7- Set the uncertainty counter to one (S=1)

8- Solving Eq (26) and (27) by ENHCOVIDOA to determine the output variable such as MO-OPF.

9- Save the uncertainty output variables, such as the multi-objective optimal power flow in the form of $Z_{l,s}$

10- if S is the less than 2×m, increment S by 1 (S=S+1) and return to the step 7, otherwise proceed to step 11.

11- Estimation: Estimate the uncertainty output variable using Eq (31),

$$E\left(Z\right)=E\left(Z\right)+{\sum }_{i=1}^2{w}_{l,s} Z_{l,s}$$

(31)

4.2. COVID Optimization Algorithm (COVIDOA)

COVIDOA is a modern evolutionary metaheuristic that draws inspiration from the replication process of the Coronavirus during its infection of human cells [11]. The replication process of the virus can be broken down into four key stages.

4.2.1. Initialization:

The population of solutions is initialized randomly, and the cost of each solution is calculated. The solutions are then ranked in ascending order based on their fitness values, with the top solution being identified as the best [12].

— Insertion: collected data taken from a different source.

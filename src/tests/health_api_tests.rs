#[cfg(test)]
mod tests {
    use axum::{
        body::Body,
        http::{Request, StatusCode},
        Router,
    };
    use http_body_util::BodyExt;
    use tower::ServiceExt;

    use crate::config::ReferencePolicy;
    use crate::routes;
    use crate::tests::setup_test_state;

    async fn setup_test_app() -> Router {
        routes::router(setup_test_state(ReferencePolicy::Ignore).await)
    }

    async fn body_bytes(response: axum::response::Response) -> Vec<u8> {
        response.into_body().collect().await.unwrap().to_bytes().to_vec()
    }

    #[tokio::test]
    async fn test_index_lists_collections() {
        let app = setup_test_app().await;

        let response = app.oneshot(Request::builder().uri("/").body(Body::empty()).unwrap()).await.unwrap();

        assert_eq!(response.status(), StatusCode::OK);
        let v: serde_json::Value = serde_json::from_slice(&body_bytes(response).await).unwrap();
        assert_eq!(v["collections"]["books"], "/books");
        assert_eq!(v["collections"]["members"], "/members");
        assert_eq!(v["collections"]["transactions"], "/transactions");
    }

    #[tokio::test]
    async fn test_healthz_endpoint() {
        let app = setup_test_app().await;

        let response = app.oneshot(Request::builder().uri("/healthz").body(Body::empty()).unwrap()).await.unwrap();

        assert_eq!(response.status(), StatusCode::OK);
        assert_eq!(&body_bytes(response).await[..], b"ok");
    }

    #[tokio::test]
    async fn test_version_endpoint() {
        let app = setup_test_app().await;

        let response = app.oneshot(Request::builder().uri("/version").body(Body::empty()).unwrap()).await.unwrap();

        assert_eq!(response.status(), StatusCode::OK);
        let v: serde_json::Value = serde_json::from_slice(&body_bytes(response).await).unwrap();
        assert_eq!(v["name"], "bibliothek");
        assert!(!v["version"].as_str().unwrap().is_empty());
    }

    #[tokio::test]
    async fn test_readyz_endpoint_ok() {
        let app = setup_test_app().await;

        let response = app.oneshot(Request::builder().uri("/readyz").body(Body::empty()).unwrap()).await.unwrap();

        assert_eq!(response.status(), StatusCode::OK);
        assert_eq!(&body_bytes(response).await[..], b"ready");
    }

    #[tokio::test]
    async fn test_readyz_endpoint_db_error() {
        let state = setup_test_state(ReferencePolicy::Ignore).await;
        state.db.close().await;
        let app = routes::router(state);

        let response = app.oneshot(Request::builder().uri("/readyz").body(Body::empty()).unwrap()).await.unwrap();

        assert_eq!(response.status(), StatusCode::SERVICE_UNAVAILABLE);
        assert!(String::from_utf8_lossy(&body_bytes(response).await).contains("not ready"));
    }

    #[tokio::test]
    async fn test_metrics_endpoint() {
        let app = setup_test_app().await;

        let response = app.oneshot(Request::builder().uri("/metrics").body(Body::empty()).unwrap()).await.unwrap();

        assert_eq!(response.status(), StatusCode::OK);
        let v: serde_json::Value = serde_json::from_slice(&body_bytes(response).await).unwrap();
        assert_eq!(v["books_created"], 0);
        assert_eq!(v["loans_issued"], 0);
    }

    #[tokio::test]
    async fn test_metrics_prometheus_endpoint() {
        let app = setup_test_app().await;

        let response = app
            .oneshot(Request::builder().uri("/metrics/prometheus").body(Body::empty()).unwrap())
            .await
            .unwrap();

        assert_eq!(response.status(), StatusCode::OK);
        let body_str = String::from_utf8(body_bytes(response).await).unwrap();
        assert!(body_str.contains("bibliothek_books_created 0"));
        assert!(body_str.contains("bibliothek_loans_returned 0"));
        assert!(body_str.contains("# TYPE bibliothek_uptime_seconds gauge"));
    }
}
//! Security headers middleware for HTTP responses.
//!
//! Adds security-related HTTP headers to all responses and keeps JSON views
//! of library records out of browser and proxy caches.

use axum::http::header::{CACHE_CONTROL, CONTENT_TYPE, PRAGMA};
use axum::{
    extract::{Request, State},
    http::{HeaderName, HeaderValue},
    middleware::Next,
    response::Response,
};
use std::sync::Arc;

use crate::config::AppConfig;

/// Adds standard security-related HTTP headers to all responses.
///
/// # Security Headers Applied
///
/// - `X-Content-Type-Options: nosniff`
/// - `X-Frame-Options: SAMEORIGIN`
/// - `Referrer-Policy: no-referrer`
/// - `Permissions-Policy: geolocation=(), microphone=(), camera=()`
/// - `Cross-Origin-Opener-Policy` / `Cross-Origin-Resource-Policy: same-origin`
/// - Optional: `Strict-Transport-Security` (HSTS) via configuration
/// - Optional: `Content-Security-Policy` (CSP) via configuration
///
/// JSON responses additionally get `Cache-Control: no-store`, since every list
/// and edit view reflects the current store contents.
pub async fn security_headers_middleware(
    State(cfg): State<Arc<AppConfig>>,
    req: Request,
    next: Next,
) -> Response {
    let mut res = next.run(req).await;
    let headers = res.headers_mut();

    headers.insert(HeaderName::from_static("x-content-type-options"), HeaderValue::from_static("nosniff"));
    headers.insert(HeaderName::from_static("x-frame-options"), HeaderValue::from_static("SAMEORIGIN"));
    headers.insert(HeaderName::from_static("referrer-policy"), HeaderValue::from_static("no-referrer"));
    headers.insert(
        HeaderName::from_static("permissions-policy"),
        HeaderValue::from_static("geolocation=(), microphone=(), camera=()"),
    );

    // COOP/ CORP to reduce cross-origin risks
    headers.insert(
        HeaderName::from_static("cross-origin-opener-policy"),
        HeaderValue::from_static("same-origin"),
    );
    headers.insert(
        HeaderName::from_static("cross-origin-resource-policy"),
        HeaderValue::from_static("same-origin"),
    );

    // Optional: HSTS & CSP via configuration
    if let Some(sec) = cfg.security.as_ref() {
        if sec.enable_hsts.unwrap_or(false) {
            let max_age = sec.hsts_max_age.unwrap_or(31536000); // 1 year
            let include_sub =
                if sec.hsts_include_subdomains.unwrap_or(false) { "; includeSubDomains" } else { "" };
            let value = format!("max-age={}{}", max_age, include_sub);
            headers.insert(
                HeaderName::from_static("strict-transport-security"),
                HeaderValue::from_str(&value).unwrap_or(HeaderValue::from_static("max-age=31536000")),
            );
        }
        if let Some(csp) = &sec.csp {
            if !csp.trim().is_empty() {
                if let Ok(val) = HeaderValue::from_str(csp) {
                    headers.insert(HeaderName::from_static("content-security-policy"), val);
                }
            }
        }
    }

    let is_json = headers
        .get(CONTENT_TYPE)
        .and_then(|ct| ct.to_str().ok())
        .map(|s| s.starts_with("application/json"))
        .unwrap_or(false);
    if is_json {
        headers.insert(CACHE_CONTROL, HeaderValue::from_static("no-store"));
        headers.insert(PRAGMA, HeaderValue::from_static("no-cache"));
    }

    res
}
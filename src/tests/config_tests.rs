#[cfg(test)]
mod tests {
    use crate::config::{self, AppConfig, ReferencePolicy};
    use std::fs;
    use std::io::Write;

    fn write_temp_config(content: &str) -> tempfile::NamedTempFile {
        let mut temp_file = tempfile::Builder::new().suffix(".toml").tempfile().unwrap();
        temp_file.write_all(content.as_bytes()).unwrap();
        temp_file
    }

    #[test]
    fn test_default_config() {
        let config = AppConfig::default();

        assert_eq!(config.server.host, "127.0.0.1");
        assert_eq!(config.server.port, 5000);
        assert_eq!(config.server.max_body_bytes, 1024 * 1024);
        assert_eq!(config.database.url, "sqlite://data/library.db");
        assert_eq!(config.database.max_connections, 8);
        assert_eq!(config.library.reference_policy, ReferencePolicy::Ignore);
        assert!(config.security.is_none());
    }

    #[test]
    fn test_defaults_pass_validation() {
        assert!(config::validate(&AppConfig::default()).is_ok());
    }

    #[test]
    fn test_config_from_file() {
        let temp_file = write_temp_config(
            r#"
[server]
host = "0.0.0.0"
port = 9000

[database]
url = "sqlite://custom.db"

[library]
reference_policy = "cascade"

[security]
enable_hsts = true
csp = "default-src 'self'"
"#,
        );

        let config = config::load_with(Some(temp_file.path())).unwrap();

        assert_eq!(config.server.host, "0.0.0.0");
        assert_eq!(config.server.port, 9000);
        // Not in the file: embedded default remains
        assert_eq!(config.server.max_body_bytes, 1024 * 1024);
        assert_eq!(config.database.url, "sqlite://custom.db");
        assert_eq!(config.library.reference_policy, ReferencePolicy::Cascade);
        let security = config.security.unwrap();
        assert_eq!(security.enable_hsts, Some(true));
        assert_eq!(security.csp.as_deref(), Some("default-src 'self'"));
    }

    #[test]
    fn test_invalid_server_port() {
        let temp_file = write_temp_config("[server]\nport = 0\n");
        let result = config::load_with(Some(temp_file.path()));
        assert!(result.unwrap_err().to_string().contains("invalid server.port"));
    }

    #[test]
    fn test_invalid_max_connections() {
        let temp_file = write_temp_config("[database]\nmax_connections = 0\n");
        let result = config::load_with(Some(temp_file.path()));
        assert!(result.unwrap_err().to_string().contains("database.max_connections"));
    }

    #[test]
    fn test_invalid_max_body_bytes() {
        let mut cfg = AppConfig::default();
        cfg.server.max_body_bytes = 0;
        assert!(config::validate(&cfg).unwrap_err().to_string().contains("max_body_bytes"));
    }

    #[test]
    fn test_unknown_reference_policy_is_rejected() {
        let temp_file = write_temp_config("[library]\nreference_policy = \"sometimes\"\n");
        assert!(config::load_with(Some(temp_file.path())).is_err());
    }

    #[test]
    fn test_reference_policy_checks() {
        assert!(!ReferencePolicy::Ignore.checks_references());
        assert!(ReferencePolicy::Restrict.checks_references());
        assert!(ReferencePolicy::Cascade.checks_references());
    }

    #[test]
    fn test_ensure_sqlite_parent_dir() {
        let temp_dir = tempfile::tempdir().unwrap();
        let db_path = temp_dir.path().join("subdir/library.db");
        let db_url = format!("sqlite://{}", db_path.display());

        assert!(!db_path.parent().unwrap().exists());
        config::ensure_sqlite_parent_dir(&db_url).unwrap();
        assert!(db_path.parent().unwrap().exists());
        // The database file itself is created later by sqlx
        assert!(fs::metadata(&db_path).is_err());
    }

    #[test]
    fn test_ensure_sqlite_parent_dir_ignores_other_urls() {
        assert!(config::ensure_sqlite_parent_dir("sqlite::memory:").is_ok());
        assert!(config::ensure_sqlite_parent_dir("postgres://localhost/db").is_ok());
    }
}
use axum::{
    extract::State,
    response::Redirect,
    Json,
};

use crate::{
    error::{AppResult, OptionExt},
    middleware::{validation::sanitize_for_logging, EntityId, ValidatedForm},
    state::AppState,
    types::{Book, BookForm},
};

pub async fn list_books(State(state): State<AppState>) -> AppResult<Json<Vec<Book>>> {
    let books = state.repo.books.list().await?;
    Ok(Json(books))
}

pub async fn create_book(
    State(state): State<AppState>,
    ValidatedForm(form): ValidatedForm<BookForm>,
) -> AppResult<Redirect> {
    let id = state.repo.books.create(&form).await?;
    state.metrics.inc_books_created();
    tracing::info!(book_id = id, isbn = %sanitize_for_logging(&form.isbn), "Book created");
    Ok(Redirect::to("/books"))
}

pub async fn edit_book(State(state): State<AppState>, EntityId(id): EntityId) -> AppResult<Json<Book>> {
    let book = state.repo.books.get(id).await?.ok_or_not_found("book")?;
    Ok(Json(book))
}

pub async fn update_book(
    State(state): State<AppState>,
    EntityId(id): EntityId,
    ValidatedForm(form): ValidatedForm<BookForm>,
) -> AppResult<Redirect> {
    let updated = state.repo.books.update(id, &form).await?;
    if updated == 0 {
        tracing::debug!(book_id = id, "Update matched no book");
    } else {
        tracing::info!(book_id = id, "Book updated");
    }
    Ok(Redirect::to("/books"))
}

pub async fn delete_book(State(state): State<AppState>, EntityId(id): EntityId) -> AppResult<Redirect> {
    let deleted = state.repo.books.delete(id).await?;
    state.metrics.add_deleted(deleted);
    if deleted > 0 {
        tracing::info!(book_id = id, "Book deleted");
    }
    Ok(Redirect::to("/books"))
}
use std::net::SocketAddr;

use sqlx::{migrate::MigrateDatabase, sqlite::SqlitePoolOptions, Sqlite};
use tower_http::{compression::CompressionLayer, cors::CorsLayer};
use tracing::info;
use tracing_subscriber::{layer::SubscriberExt, util::SubscriberInitExt};

use bibliothek::{config, db, routes, state::AppState};

#[tokio::main]
async fn main() -> anyhow::Result<()> {
    // Logging (stdout + tägliche Datei-Rotation unter ./logs)
    std::fs::create_dir_all("logs").ok();
    let (stdout_nb, stdout_guard) = tracing_appender::non_blocking(std::io::stdout());
    let file_appender = tracing_appender::rolling::daily("logs", "bibliothek.log");
    let (file_nb, file_guard) = tracing_appender::non_blocking(file_appender);
    let env_filter = tracing_subscriber::EnvFilter::try_from_default_env()
        .unwrap_or_else(|_| "info,tower_http=info".into());
    tracing_subscriber::registry()
        .with(env_filter)
        .with(tracing_subscriber::fmt::layer().with_writer(stdout_nb))
        .with(tracing_subscriber::fmt::layer().with_ansi(false).with_writer(file_nb))
        .init();
    // Guards am Leben halten (nicht fallen lassen), damit Non-Blocking Writer korrekt flushen
    let _log_guards = (stdout_guard, file_guard);

    // Load configuration (embedded defaults -> bibliothek.toml -> env/.env)
    let app_cfg = config::load()?;

    // Prepare data dir and database file
    let db_url = &app_cfg.database.url;
    config::ensure_sqlite_parent_dir(db_url)?;
    if !Sqlite::database_exists(db_url).await.unwrap_or(false) {
        info!("Creating SQLite database at {}", db_url);
        Sqlite::create_database(db_url).await?;
    }
    let pool = SqlitePoolOptions::new()
        .max_connections(app_cfg.database.max_connections)
        .after_connect(|conn, _meta| Box::pin(async move { db::configure_connection(conn).await }))
        .connect(db_url)
        .await?;

    // Without its schema the service cannot answer anything: fail startup
    db::init_db(&pool).await?;
    info!(reference_policy = ?app_cfg.library.reference_policy, "Schema ready");

    let state = AppState::new(pool, app_cfg.clone());
    let app = routes::router(state).layer(CompressionLayer::new());

    // CORS: in Debug permissiv (für lokale Entwicklung mit separater UI)
    let app = if cfg!(debug_assertions) { app.layer(CorsLayer::permissive()) } else { app };

    let port: u16 = app_cfg.server.port;
    let host: String = app_cfg.server.host.clone();
    let addr: SocketAddr = format!("{}:{}", host, port)
        .parse()
        .map_err(|e| anyhow::anyhow!("invalid listen addr {}:{} - {}", host, port, e))?;
    let listener = tokio::net::TcpListener::bind(addr).await?;

    info!("Bibliothek listening on http://{}", listener.local_addr()?);
    axum::serve(listener, app).with_graceful_shutdown(shutdown_signal()).await?;

    Ok(())
}

async fn shutdown_signal() {
    #[cfg(unix)]
    {
        match tokio::signal::unix::signal(tokio::signal::unix::SignalKind::terminate()) {
            Ok(mut term) => {
                tokio::select! {
                    _ = tokio::signal::ctrl_c() => {},
                    _ = term.recv() => {},
                }
            }
            Err(e) => {
                tracing::warn!("Failed to install SIGTERM handler: {}", e);
                let _ = tokio::signal::ctrl_c().await;
            }
        }
    }
    #[cfg(not(unix))]
    {
        let _ = tokio::signal::ctrl_c().await;
    }
    info!("Shutdown signal received. Stopping server...");
}
//! Repository layer for database operations.
//!
//! Every method borrows a connection from the pool for the length of its
//! statements only; sqlx hands it back on drop, including on error paths.

pub mod books;
pub mod members;
pub mod transactions;

use sqlx::SqlitePool;

use crate::config::ReferencePolicy;
use crate::error::{AppError, AppResult};

/// One repository per table, all sharing the same pool.
#[derive(Clone)]
pub struct Repository {
    pub books: books::BooksRepository,
    pub members: members::MembersRepository,
    pub transactions: transactions::TransactionsRepository,
}

impl Repository {
    pub fn new(pool: SqlitePool, references: ReferencePolicy) -> Self {
        Self {
            books: books::BooksRepository::new(pool.clone(), references),
            members: members::MembersRepository::new(pool.clone(), references),
            transactions: transactions::TransactionsRepository::new(pool, references),
        }
    }
}

/// The `Transactions` column pointing at a book or member row.
#[derive(Debug, Clone, Copy)]
pub(crate) enum LoanReference {
    Book,
    Member,
}

impl LoanReference {
    fn label(self) -> &'static str {
        match self {
            LoanReference::Book => "book",
            LoanReference::Member => "member",
        }
    }

    fn count_sql(self) -> &'static str {
        match self {
            LoanReference::Book => "SELECT COUNT(*) FROM Transactions WHERE BookID = ?1",
            LoanReference::Member => "SELECT COUNT(*) FROM Transactions WHERE MemberID = ?1",
        }
    }

    fn cascade_sql(self) -> &'static str {
        match self {
            LoanReference::Book => "DELETE FROM Transactions WHERE BookID = ?1",
            LoanReference::Member => "DELETE FROM Transactions WHERE MemberID = ?1",
        }
    }
}

/// Deletes a book or member row according to `policy`.
///
/// Runs in one store transaction; an early return drops `tx`, which rolls back.
/// Returns the number of deleted rows of the target table (0 when absent).
pub(crate) async fn delete_referenced(
    pool: &SqlitePool,
    policy: ReferencePolicy,
    reference: LoanReference,
    delete_sql: &str,
    id: i64,
) -> AppResult<u64> {
    let mut tx = pool.begin().await?;

    match policy {
        ReferencePolicy::Ignore => {}
        ReferencePolicy::Restrict => {
            let loans: i64 = sqlx::query_scalar(reference.count_sql()).bind(id).fetch_one(&mut *tx).await?;
            if loans > 0 {
                return Err(AppError::Conflict(format!(
                    "{} {} is referenced by {} transaction(s)",
                    reference.label(),
                    id,
                    loans
                )));
            }
        }
        ReferencePolicy::Cascade => {
            let removed = sqlx::query(reference.cascade_sql()).bind(id).execute(&mut *tx).await?.rows_affected();
            if removed > 0 {
                tracing::debug!("Cascading delete of {} {} removed {} transaction(s)", reference.label(), id, removed);
            }
        }
    }

    let deleted = sqlx::query(delete_sql).bind(id).execute(&mut *tx).await?.rows_affected();
    tx.commit().await?;
    Ok(deleted)
}
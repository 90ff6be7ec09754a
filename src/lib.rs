//! # Bibliothek Backend Library
//!
//! Library management service: books, members and the loan transactions that
//! link them, stored in a single SQLite file and served over HTTP.
//!
//! ## Architecture
//!
//! - **Axum**: HTTP server and routing
//! - **SQLx**: Asynchronous database operations with SQLite
//! - **Tokio**: Async runtime
//! - **Serde**: Form decoding and JSON views
//!
//! ## Core Components
//!
//! - [`config`]: Layered application configuration
//! - [`db`]: Schema initialization
//! - [`error`]: Centralized error handling and HTTP error responses
//! - [`metrics`]: Request counters
//! - [`middleware`]: Security headers, request validation, typed forms
//! - [`repository`]: Per-table database operations and the loan lifecycle
//! - [`routes`]: HTTP endpoint handlers and the router
//! - [`state`]: Shared application state
//! - [`types`]: Records and request forms
//!
//! ## Loan lifecycle
//!
//! A transaction is *open* while its return date is absent and *closed* once
//! it is set. Issuing never checks or changes a book's availability flag, and
//! by default neither issuing nor deleting checks that referenced rows exist;
//! see [`config::ReferencePolicy`].

pub mod config;
pub mod db;
pub mod error;
pub mod metrics;
pub mod middleware;
pub mod repository;
pub mod routes;
pub mod state;
pub mod types;

#[cfg(test)]
mod tests;
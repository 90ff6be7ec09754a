//! HTTP route handlers for the Bibliothek API.
//!
//! - `books`, `members`: collection list/create, edit view, update, delete
//! - `transactions`: issue and return of books plus the same CRUD shape
//! - `health`: landing page, health/readiness probes, metrics, version
//!
//! Successful writes answer with `303 See Other` pointing at the collection.

pub mod books;
pub mod health;
pub mod members;
pub mod transactions;

use axum::extract::DefaultBodyLimit;
use axum::middleware::from_fn_with_state;
use axum::{
    routing::{get, post},
    Router,
};
use tower_http::trace::TraceLayer;

use crate::middleware::{security_headers::security_headers_middleware, validation::validate_request_middleware};
use crate::state::AppState;

/// Builds the application router with all library routes and the request
/// middleware stack.
pub fn router(state: AppState) -> Router {
    let cfg = state.config.clone();
    let body_limit = cfg.server.max_body_bytes;

    Router::new()
        .route("/", get(health::index))
        .route("/healthz", get(health::healthz))
        .route("/readyz", get(health::readyz))
        .route("/metrics", get(health::metrics))
        .route("/metrics/prometheus", get(health::metrics_prometheus))
        .route("/version", get(health::version))
        .route("/books", get(books::list_books).post(books::create_book))
        .route("/books/update/{id}", get(books::edit_book).post(books::update_book))
        .route("/books/delete/{id}", post(books::delete_book))
        .route("/members", get(members::list_members).post(members::create_member))
        .route("/members/update/{id}", get(members::edit_member).post(members::update_member))
        .route("/members/delete/{id}", post(members::delete_member))
        .route("/transactions", get(transactions::list_transactions).post(transactions::issue_book))
        .route(
            "/transactions/update/{id}",
            get(transactions::edit_transaction).post(transactions::return_book),
        )
        .route("/transactions/delete/{id}", post(transactions::delete_transaction))
        .with_state(state)
        .layer(DefaultBodyLimit::max(body_limit))
        .layer(from_fn_with_state(cfg.clone(), validate_request_middleware))
        .layer(TraceLayer::new_for_http())
        .layer(from_fn_with_state(cfg, security_headers_middleware))
}
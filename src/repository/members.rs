//! Members repository

use sqlx::SqlitePool;

use super::{delete_referenced, LoanReference};
use crate::{
    config::ReferencePolicy,
    error::AppResult,
    types::{Member, MemberForm},
};

const LIST_SQL: &str = r#"SELECT MemberID AS id, Name AS name, Contact AS contact, MembershipDate AS membership_date
FROM Members ORDER BY MemberID"#;

const GET_SQL: &str = r#"SELECT MemberID AS id, Name AS name, Contact AS contact, MembershipDate AS membership_date
FROM Members WHERE MemberID = ?1"#;

#[derive(Clone)]
pub struct MembersRepository {
    pool: SqlitePool,
    references: ReferencePolicy,
}

impl MembersRepository {
    pub fn new(pool: SqlitePool, references: ReferencePolicy) -> Self {
        Self { pool, references }
    }

    pub async fn list(&self) -> AppResult<Vec<Member>> {
        let members = sqlx::query_as::<_, Member>(LIST_SQL).fetch_all(&self.pool).await?;
        Ok(members)
    }

    /// Insert a member. A contact that is already registered is a constraint violation.
    pub async fn create(&self, member: &MemberForm) -> AppResult<i64> {
        let result = sqlx::query("INSERT INTO Members (Name, Contact, MembershipDate) VALUES (?1, ?2, ?3)")
            .bind(&member.name)
            .bind(&member.contact)
            .bind(member.membership_date)
            .execute(&self.pool)
            .await?;
        Ok(result.last_insert_rowid())
    }

    pub async fn get(&self, id: i64) -> AppResult<Option<Member>> {
        let member = sqlx::query_as::<_, Member>(GET_SQL).bind(id).fetch_optional(&self.pool).await?;
        Ok(member)
    }

    pub async fn update(&self, id: i64, member: &MemberForm) -> AppResult<u64> {
        let result = sqlx::query("UPDATE Members SET Name = ?1, Contact = ?2, MembershipDate = ?3 WHERE MemberID = ?4")
            .bind(&member.name)
            .bind(&member.contact)
            .bind(member.membership_date)
            .bind(id)
            .execute(&self.pool)
            .await?;
        Ok(result.rows_affected())
    }

    pub async fn delete(&self, id: i64) -> AppResult<u64> {
        delete_referenced(
            &self.pool,
            self.references,
            LoanReference::Member,
            "DELETE FROM Members WHERE MemberID = ?1",
            id,
        )
        .await
    }
}
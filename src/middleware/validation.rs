use std::sync::Arc;

use axum::{
    extract::{FromRequest, FromRequestParts, Path, Request, State},
    http::{request::Parts, Method, StatusCode},
    middleware::Next,
    response::{IntoResponse, Response},
    Form, Json,
};
use serde::de::DeserializeOwned;
use serde_json::json;

use crate::config::AppConfig;
use crate::error::{validation::Validate, AppError};

/// An Axum middleware that validates incoming requests before they reach a handler.
///
/// This middleware checks for:
/// - Path traversal attempts in the request URI.
/// - A declared `Content-Length` above `server.max_body_bytes` on POST requests.
///
/// `DefaultBodyLimit` enforces the same limit for bodies without a length header.
pub async fn validate_request_middleware(State(cfg): State<Arc<AppConfig>>, req: Request, next: Next) -> Response {
    let uri_path = req.uri().path();
    if contains_path_traversal(uri_path) {
        return (
            StatusCode::BAD_REQUEST,
            Json(json!({
                "error": {
                    "code": "INVALID_PATH",
                    "message": "Path traversal detected in request",
                },
                "status": 400,
            })),
        )
            .into_response();
    }

    if *req.method() == Method::POST {
        let declared = req
            .headers()
            .get("content-length")
            .and_then(|v| v.to_str().ok())
            .and_then(|s| s.parse::<usize>().ok());
        let max_body_size = cfg.server.max_body_bytes;
        if let Some(length) = declared {
            if length > max_body_size {
                return (
                    StatusCode::PAYLOAD_TOO_LARGE,
                    Json(json!({
                        "error": {
                            "code": "PAYLOAD_TOO_LARGE",
                            "message": format!("Request body exceeds maximum size of {} bytes", max_body_size),
                        },
                        "status": 413,
                    })),
                )
                    .into_response();
            }
        }
    }

    next.run(req).await
}

/// Check if a path contains traversal sequences, plain or URL-encoded
fn contains_path_traversal(path: &str) -> bool {
    let lower = path.to_lowercase();

    if path.contains("/..") || path.contains("\\..") || path.starts_with("..") {
        return true;
    }
    if path.contains("/./") || path.contains("\\.\\") {
        return true;
    }

    let encoded_patterns = ["%2e%2e", "%252e%252e", "%2e/", "/%2e", "%2f%2e", "%5c%2e", "%00"];
    if encoded_patterns.iter().any(|p| lower.contains(p)) {
        return true;
    }

    path.contains('\0')
}

/// Form extractor that runs the form's presence checks.
///
/// Missing fields, non-numeric ids and unparsable dates are turned into
/// `AppError::BadRequest`; blank text fields into `AppError::ValidationError`.
#[derive(Debug, Clone)]
pub struct ValidatedForm<T>(pub T);

impl<S, T> FromRequest<S> for ValidatedForm<T>
where
    S: Send + Sync,
    T: DeserializeOwned + Validate,
{
    type Rejection = AppError;

    async fn from_request(req: Request, state: &S) -> Result<Self, Self::Rejection> {
        let Form(value) = Form::<T>::from_request(req, state)
            .await
            .map_err(|rejection| AppError::BadRequest(rejection.body_text()))?;
        value.validate()?;
        Ok(Self(value))
    }
}

/// Numeric `{id}` path segment.
///
/// A segment that is not an integer matches no record, so it is answered with
/// `AppError::NotFound` and the usual JSON error body.
#[derive(Debug, Clone, Copy)]
pub struct EntityId(pub i64);

impl<S> FromRequestParts<S> for EntityId
where
    S: Send + Sync,
{
    type Rejection = AppError;

    async fn from_request_parts(parts: &mut Parts, state: &S) -> Result<Self, Self::Rejection> {
        let Path(id) = Path::<i64>::from_request_parts(parts, state)
            .await
            .map_err(|rejection| AppError::NotFound(format!("No record for this id: {}", rejection.body_text())))?;
        Ok(Self(id))
    }
}

/// Sanitizes user input for logging purposes.
///
/// Removes control characters, limits the length and escapes quotes.
pub fn sanitize_for_logging(input: &str) -> String {
    input
        .chars()
        .filter(|c| !c.is_control() || c.is_whitespace())
        .take(200)
        .collect::<String>()
        .replace('\\', "\\\\")
        .replace('"', "\\\"")
        .replace('\'', "\\\'")
}

#[cfg(test)]
mod tests {
    use super::*;

    #[test]
    fn test_path_traversal_detection() {
        assert!(contains_path_traversal("../etc/passwd"));
        assert!(contains_path_traversal("/books/../etc"));
        assert!(contains_path_traversal("/books/%2e%2e/etc"));
        assert!(contains_path_traversal("/books\0"));

        assert!(!contains_path_traversal("/books"));
        assert!(!contains_path_traversal("/books/update/12"));
        assert!(!contains_path_traversal("/transactions/delete/3"));
    }

    #[test]
    fn test_sanitize_for_logging() {
        assert_eq!(sanitize_for_logging("Dune"), "Dune");
        assert_eq!(sanitize_for_logging("O'Brien"), "O\\'Brien");

        let sanitized = sanitize_for_logging("isbn\x00with\x01control");
        assert!(!sanitized.contains('\x00'));
        assert!(!sanitized.contains('\x01'));

        let long_text = "a".repeat(300);
        assert_eq!(sanitize_for_logging(&long_text).len(), 200);
    }
}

4.2.2. Virus Replication Phase with Frameshifting Technique:

For each solution in the population, a parent is chosen using the roulette wheel selection method. Then, the frameshifting technique is applied to generate multiple proteins from the selected parent:

• Frameshifting Process:
  • If the +1 frameshifting technique is employed, the values of the parent solution are shifted one position to the right, and the first position is assigned a random value within the range $[min val,max val$]. The protein $F_k$ is then determined by:

    $$F_k\left(1\right)=rand(\min Val,\max Val),F_k\left(2\text{:}\mathrm{D}\right)=P_S(1$$

    (32)

    where $minVal$ and $maxVal$ represent the minimum and maximum possible values for the variables in each solution [11].
  • If the −1 frameshifting technique is employed, the values of the parent solution are shifted one position to the left, and the value in the last position is randomly assigned within the range [$minVal,maxVal$]. The protein $F_k$ is then computed as: $F_k\left(D\right)rand(\min Val,\max Val)$

    $$F_k\left(1:D-1\right)=P_S$$

    (33)
  • In this context, $F_k$denotes the k-th generated protein, $P_S$ is the parent solution, and D is the problem dimension (the number of variables in each solution). The outcome of the frameshifting technique is a new protein sequence.
• New Virion Formation:
  • A uniform crossover technique is applied to the newly generated sub-proteins to produce a new virion (new solution).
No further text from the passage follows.